For over 50 years I waited for my country to give me permission make a 45-minute flight to neighboring Cuba so I could visit the Cuban people, see their 500-year-old cities, hike in their mountain villages, experience their incredible artistic talents and sway to their music, music and music.

Finally, thanks to President Obama’s peace initiatives during his last two years in office, my friends and I finally got to visit Cuba a few months ago.

Our trip was arranged under relaxed rules and regulations that only required us to get visas then simply declare that we were on a “people to people” mission.

I had no trouble making that pledge, given the fact that I am a former Peace Corps volunteer who speaks fluent Spanish, has a moderate appreciation of green hills, loves old cities with narrow cobblestone streets and really likes good rum drinks.

The Colorado-based tour company we used made travel arrangements with an associated Cuban tour group, which allowed us to create our own travel agenda inside Cuba.

La Habana, Cuba. President Obama opened the country to U.S. travel and business, but President Trump has taken a step backwards, the author argues.

Flickr: Pedro Szekely

The ladies in our six-person group wanted to go up into the hills and look for rare birds. Us guys stood around pretending that we liked “birding,” because the ladies then accompanied us into the cities to search out Cuban art and music while sipping a few Rum and Cokes. And everybody in our group wanted to experience Cuban cooking.

During our 18-day Cuban excursion we were pampered by a highly educated tour guide (Carlos) and an experienced van driver (David) who took great care to get us anywhere we wanted to go throughout Cuba. Most importantly, they seemed to know all of the best private restaurants along our 900-kilometer journey.

Carlos and David soon became like members of our family, sharing evening meals with us while swapping stories of families and life experiences. It should be no surprise to learn that by the end of our tour we thanked our guides with warm embraces and generous tips.

Food, Family, Fun

Each night in Cuba we safely reclined in bed-and-breakfast residences all privately owned by multi-generational families who spared no amount of energy to provide us with clean, modern rooms complete with hot showers and air conditioning.

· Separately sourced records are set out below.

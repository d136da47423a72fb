//! Pipeline engine.
//!
//! ## Delivery model
//!
//! ```text
//! RunStep(task_id, job, step, args)
//!   ↓
//! 1. Load job; drop the delivery if the job is complete or expects another task
//!   ↓
//! 2. Resolve the job type's pipeline and the step (unknown → explicit stop)
//!   ↓
//! 3. Run the step under a span carrying the job's principals
//!   ↓
//! 4. Apply the outcome in one transaction:
//!      Value        → complete the job
//!      Next         → schedule the next step (new expected task id)
//!      WaitAll      → persist suspension, move to WaitingForChildCompleteNotification
//!      AwaitPromise → persist suspension (or continue if already fulfilled)
//!      Stop         → PipelineStopped
//! ```
//!
//! Suspended jobs continue through [`PipelineEngine::resume`] (external
//! promises) or [`PipelineEngine::poll_children`] (fan-in).

use std::collections::HashMap;

use serde_json::Value as JsonValue;
use tracing::{debug, info, info_span, warn};

use light_core::{JobId, PromiseHandle, TaskId};
use light_jobs::{Job, JobState, JobType, Placement, StepInput, StepOutcome, StepRef, Suspension};

use super::Pipeline;
use super::promise::PromiseKind;
use crate::error::JobError;
use crate::manager::JobManager;

/// What a delivery did.
#[derive(Debug, Clone, PartialEq, Eq)]
pub enum StepRun {
    /// The job completed with the step's value.
    Completed,
    /// `step` was scheduled as the job's next task.
    Scheduled { step: String },
    /// The job is suspended until its promises are fulfilled.
    Suspended { then: String },
    /// Nothing to do (stale or duplicate delivery).
    Skipped { reason: String },
}

impl StepRun {
    fn skipped(reason: impl Into<String>) -> Self {
        Self::Skipped {
            reason: reason.into(),
        }
    }
}

#[derive(Debug, Clone)]
pub struct PipelineEngine {
    manager: JobManager,
    pipelines: HashMap<JobType, Pipeline>,
}

impl PipelineEngine {
    pub fn new(manager: JobManager) -> Self {
        Self {
            manager,
            pipelines: HashMap::new(),
        }
    }

    pub fn manager(&self) -> &JobManager {
        &self.manager
    }

    /// Register (or replace) the pipeline for `job_type`.
    pub fn register(&mut self, job_type: JobType, pipeline: Pipeline) {
        debug!(job_type = %job_type, pipeline = pipeline.id(), "pipeline registered");
        self.pipelines.insert(job_type, pipeline);
    }

    pub fn pipeline(&self, job_type: JobType) -> Option<&Pipeline> {
        self.pipelines.get(&job_type)
    }

    /// Run one step delivery.
    pub fn run_step(
        &self,
        task_id: TaskId,
        job_id: JobId,
        step: &StepRef,
        args: Vec<JsonValue>,
    ) -> Result<StepRun, JobError> {
        let job = self
            .manager
            .get(None, job_id)?
            .ok_or(JobError::JobNotFound(job_id))?;

        if job.is_complete() {
            return Ok(StepRun::skipped("job already complete"));
        }
        if job.task_id != Some(task_id) {
            debug!(job_id = %job_id, task_id = %task_id, "stale step delivery");
            return Ok(StepRun::skipped("stale task"));
        }

        let pipeline = self.pipelines.get(&job.job_type).ok_or_else(|| {
            stopped(job.job_type.as_str(), job_id, "no pipeline registered")
        })?;
        let (name, runner) = pipeline
            .resolve(step)
            .ok_or_else(|| stopped(pipeline.id(), job_id, format!("unknown step {step}")))?;

        let ctx = job.step_context();
        let span = info_span!(
            "pipeline_step",
            pipeline = pipeline.id(),
            step = name,
            job_id = %ctx.job_id,
            owner_id = %ctx.owner_id,
            actor_id = %ctx.actor_id,
        );
        let _guard = span.enter();

        debug!("running step");
        let outcome = runner.run(&ctx, StepInput::new(args))?;
        self.apply(pipeline, task_id, job_id, name, outcome)
    }

    fn apply(
        &self,
        pipeline: &Pipeline,
        task_id: TaskId,
        job_id: JobId,
        name: &str,
        outcome: StepOutcome,
    ) -> Result<StepRun, JobError> {
        match outcome {
            StepOutcome::Value { value } => {
                self.manager.enqueue_complete_job(
                    job_id,
                    value,
                    &format!("pipeline {} complete", pipeline.id()),
                )?;
                Ok(StepRun::Completed)
            }
            StepOutcome::Next { step, args } => {
                self.ensure_step(pipeline, job_id, &step)?;
                self.with_current_task(job_id, task_id, |engine, txn, job| {
                    engine.manager.schedule_step(txn, job, StepRef::named(&step), args.clone());
                    engine.manager.put(txn, job, format!("step {name} done, next {step}"))?;
                    Ok(StepRun::Scheduled { step: step.clone() })
                })
            }
            StepOutcome::WaitAll { futures, then } => {
                self.ensure_step(pipeline, job_id, &then)?;
                self.with_current_task(job_id, task_id, |engine, txn, job| {
                    job.suspension = Some(Suspension {
                        awaiting: futures.clone(),
                        then: then.clone(),
                    });
                    job.task_id = None;
                    job.advance_to(JobState::WaitingForChildCompleteNotification)?;

                    if job.pending_children.is_empty() {
                        // Every child already reported; go straight to polling.
                        job.advance_to(JobState::PollingForChilds)?;
                        engine.manager.put(txn, job, "no children pending, polling")?;
                        engine.manager.enqueue_job_for_polling(txn, job_id);
                    } else {
                        let pending = job.pending_children.len();
                        engine.manager.put(txn, job, format!("waiting for {pending} children"))?;
                    }
                    Ok(StepRun::Suspended { then: then.clone() })
                })
            }
            StepOutcome::AwaitPromise { promise, then } => {
                self.ensure_step(pipeline, job_id, &then)?;
                self.with_current_task(job_id, task_id, |engine, txn, job| {
                    let record = engine.manager.promises().get(txn, promise)?;
                    if record.is_fulfilled() {
                        let value = record.value.unwrap_or(JsonValue::Null);
                        engine.manager.schedule_step(txn, job, StepRef::named(&then), vec![value]);
                        engine.manager.put(txn, job, format!("promise {promise} already fulfilled, next {then}"))?;
                        return Ok(StepRun::Scheduled { step: then.clone() });
                    }

                    job.suspension = Some(Suspension {
                        awaiting: vec![promise],
                        then: then.clone(),
                    });
                    job.task_id = None;
                    engine.manager.put(txn, job, format!("awaiting promise {promise}"))?;
                    Ok(StepRun::Suspended { then: then.clone() })
                })
            }
            StepOutcome::Stop { reason } => Err(stopped(pipeline.id(), job_id, reason)),
        }
    }

    /// Continue a suspended job once all its promises are fulfilled.
    ///
    /// A fan-in only continues from `PollingForChilds`: while the job still
    /// waits for child notifications the delivery is skipped, even if every
    /// child future already holds a value.
    pub fn resume(&self, job_id: JobId) -> Result<StepRun, JobError> {
        let run = self.manager.runner().run(|txn| {
            let mut job = self.manager.load(txn, job_id)?;
            if job.is_complete() {
                return Ok(StepRun::skipped("job already complete"));
            }
            if job.placement(JobState::WaitingForChildCompleteNotification) == Placement::Equal {
                return Ok(StepRun::skipped("waiting for child notifications"));
            }
            let Some(suspension) = job.suspension.clone() else {
                return Ok(StepRun::skipped("job not suspended"));
            };

            let mut values = Vec::with_capacity(suspension.awaiting.len());
            for handle in &suspension.awaiting {
                let record = self.manager.promises().get(txn, *handle)?;
                if !record.is_fulfilled() {
                    return Err(JobError::not_ready(format!("promise {handle} not fulfilled")));
                }
                values.push(record.value.unwrap_or(JsonValue::Null));
            }

            job.suspension = None;
            self.manager
                .schedule_step(txn, &mut job, StepRef::named(&suspension.then), values);
            self.manager
                .put(txn, &mut job, format!("resumed, next {}", suspension.then))?;
            Ok(StepRun::Scheduled {
                step: suspension.then,
            })
        })?;

        if let StepRun::Scheduled { step } = &run {
            info!(job_id = %job_id, next = %step, "job resumed");
        }
        Ok(run)
    }

    /// Fan-in check for a job in `PollingForChilds`.
    pub fn poll_children(&self, job_id: JobId) -> Result<StepRun, JobError> {
        let job = self
            .manager
            .get(None, job_id)?
            .ok_or(JobError::JobNotFound(job_id))?;

        match job.placement(JobState::PollingForChilds) {
            Placement::Before => {
                warn!(job_id = %job_id, state = %job.state(), "poll for job not yet polling");
                return Ok(StepRun::skipped("job not polling"));
            }
            Placement::After => return Ok(StepRun::skipped("job past polling")),
            Placement::Equal => {}
        }

        let pending = self.incomplete_children(&job)?;
        if !pending.is_empty() {
            debug!(job_id = %job_id, pending = pending.len(), "children still running");
            return Err(JobError::not_ready("waiting for children to complete"));
        }

        self.resume(job_id)
    }

    /// Fulfil an external promise (user or webhook input).
    pub fn fulfill_external(&self, handle: PromiseHandle, value: JsonValue) -> Result<bool, JobError> {
        let fulfilled = self.manager.runner().run(|txn| {
            let record = self.manager.promises().get(txn, handle)?;
            if record.kind != PromiseKind::External {
                return Err(JobError::InvariantViolation(format!(
                    "promise {handle} is fulfilled by its child job"
                )));
            }
            self.manager.promises().fulfill(txn, handle, value.clone())
        })?;

        info!(promise = %handle, fulfilled, "external promise fulfilment");
        Ok(fulfilled)
    }

    fn incomplete_children(&self, job: &Job) -> Result<Vec<JobId>, JobError> {
        Ok(self
            .manager
            .children(job.id())?
            .into_iter()
            .filter(|child| !child.is_complete())
            .map(|child| child.id())
            .collect())
    }

    fn ensure_step(&self, pipeline: &Pipeline, job_id: JobId, step: &str) -> Result<(), JobError> {
        if pipeline.has_step(step) {
            Ok(())
        } else {
            Err(stopped(pipeline.id(), job_id, format!("unknown step {step}")))
        }
    }

    /// Run `body` on the job only while it still expects `task_id`.
    fn with_current_task<F>(&self, job_id: JobId, task_id: TaskId, mut body: F) -> Result<StepRun, JobError>
    where
        F: FnMut(&Self, &mut crate::store::Transaction, &mut Job) -> Result<StepRun, JobError>,
    {
        self.manager.runner().run(|txn| {
            let mut job = self.manager.load(txn, job_id)?;
            if job.task_id != Some(task_id) || job.is_complete() {
                return Ok(StepRun::skipped("superseded while running"));
            }
            body(self, txn, &mut job)
        })
    }
}

fn stopped(pipeline_id: &str, job_id: JobId, reason: impl Into<String>) -> JobError {
    JobError::PipelineStopped {
        pipeline_id: pipeline_id.to_string(),
        job_id,
        reason: reason.into(),
    }
}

And each morning these same families woke up at sunrise to present us with marvelous breakfasts of fresh fruit, hand-squeezed juices, eggs, fresh baked bread and gallons of eye-opening Cuban coffee.

And best of all our hosts — grandpas and grandmas holding the toddlers, young mothers with beauty and grace in abundance and husbands doing their part before going off to their government jobs — would offer to cook a complete dinner for our group in the evening if we desired.  It did not take us long to find out that our hosts were universally great cooks who filled dinner tables with chicken, fish and lobsters for about $10 a plate per night (including  — yes — the tropical drink of our choice).

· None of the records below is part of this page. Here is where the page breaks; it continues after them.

//! Job state machine and notification placement.

use serde::{Deserialize, Serialize};

/// Position of a job in its pipeline.
///
/// Declaration order is the progression order; `Ord` follows it. Jobs may skip
/// states (a coordination job never waits for an archive) but never move back.
#[derive(Debug, Copy, Clone, PartialEq, Eq, PartialOrd, Ord, Hash, Serialize, Deserialize)]
#[serde(rename_all = "snake_case")]
pub enum JobState {
    Enqueued,
    WaitingForArchive,
    ArchiveDownloaded,
    ModuleCreated,
    ModuleVersionReserved,
    ModuleVersionPublished,
    ModuleIndexed,
    WaitingForChildCompleteNotification,
    PollingForChilds,
    Complete,
}

impl JobState {
    /// Every state in progression order.
    pub const ALL: [JobState; 10] = [
        JobState::Enqueued,
        JobState::WaitingForArchive,
        JobState::ArchiveDownloaded,
        JobState::ModuleCreated,
        JobState::ModuleVersionReserved,
        JobState::ModuleVersionPublished,
        JobState::ModuleIndexed,
        JobState::WaitingForChildCompleteNotification,
        JobState::PollingForChilds,
        JobState::Complete,
    ];

    pub fn as_str(&self) -> &'static str {
        match self {
            JobState::Enqueued => "enqueued",
            JobState::WaitingForArchive => "waiting_for_archive",
            JobState::ArchiveDownloaded => "archive_downloaded",
            JobState::ModuleCreated => "module_created",
            JobState::ModuleVersionReserved => "module_version_reserved",
            JobState::ModuleVersionPublished => "module_version_published",
            JobState::ModuleIndexed => "module_indexed",
            JobState::WaitingForChildCompleteNotification => {
                "waiting_for_child_complete_notification"
            }
            JobState::PollingForChilds => "polling_for_childs",
            JobState::Complete => "complete",
        }
    }

    pub fn is_terminal(&self) -> bool {
        matches!(self, JobState::Complete)
    }
}

impl core::fmt::Display for JobState {
    fn fmt(&self, f: &mut core::fmt::Formatter<'_>) -> core::fmt::Result {
        f.write_str(self.as_str())
    }
}

/// Classification of a job's current state against a target state.
///
/// - `Before`: the job has not reached `target` yet
/// - `Equal`: the job is exactly at `target`
/// - `After`: the job has already moved past `target`
///
/// Assumes the single linear order of [`JobState`]; a branching state machine
/// would need a different check.
#[derive(Debug, Copy, Clone, PartialEq, Eq, Serialize, Deserialize)]
#[serde(rename_all = "snake_case")]
pub enum Placement {
    Before,
    Equal,
    After,
}

impl Placement {
    pub fn of(current: JobState, target: JobState) -> Self {
        match current.cmp(&target) {
            core::cmp::Ordering::Less => Placement::Before,
            core::cmp::Ordering::Equal => Placement::Equal,
            core::cmp::Ordering::Greater => Placement::After,
        }
    }
}
use axum::{
    Json,
    extract::{Extension, Path},
};

use light_core::PromiseHandle;
use light_infra::Orchestrator;

use crate::app::dto::FulfillPromiseResponse;
use crate::app::errors::ApiError;

/// Fulfil an external promise with the request body.
pub async fn fulfill_promise(
    Extension(orchestrator): Extension<Orchestrator>,
    Path(handle): Path<String>,
    Json(value): Json<serde_json::Value>,
) -> Result<Json<FulfillPromiseResponse>, ApiError> {
    let handle: PromiseHandle = handle
        .parse()
        .map_err(|_| ApiError::BadRequest(format!("invalid promise handle: {handle}")))?;

    let fulfilled = orchestrator.engine().fulfill_external(handle, value)?;
    Ok(Json(FulfillPromiseResponse { handle, fulfilled }))
}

These morning and evening meals were separated by a multitude of guided trips to art centers, music presentations, old colonial homes from the early 1500s, numerous Catholic churches that are open for worship, and cobblestone plazas teeming with school children exercising in the open air while old timers drank Cuban coffee in the private restaurants that surround the plazas.

Trinidad, Cuba. The people and music are just two draws to the country. And did we mention the rum drinks?

Flickr: Matteo Artizzu

Every few days we would leave our hosts to journey to another city or mountain village, but we always left small gifts from Hawaii and generous tips for our host families who had bent over backwards to make our visits memorable.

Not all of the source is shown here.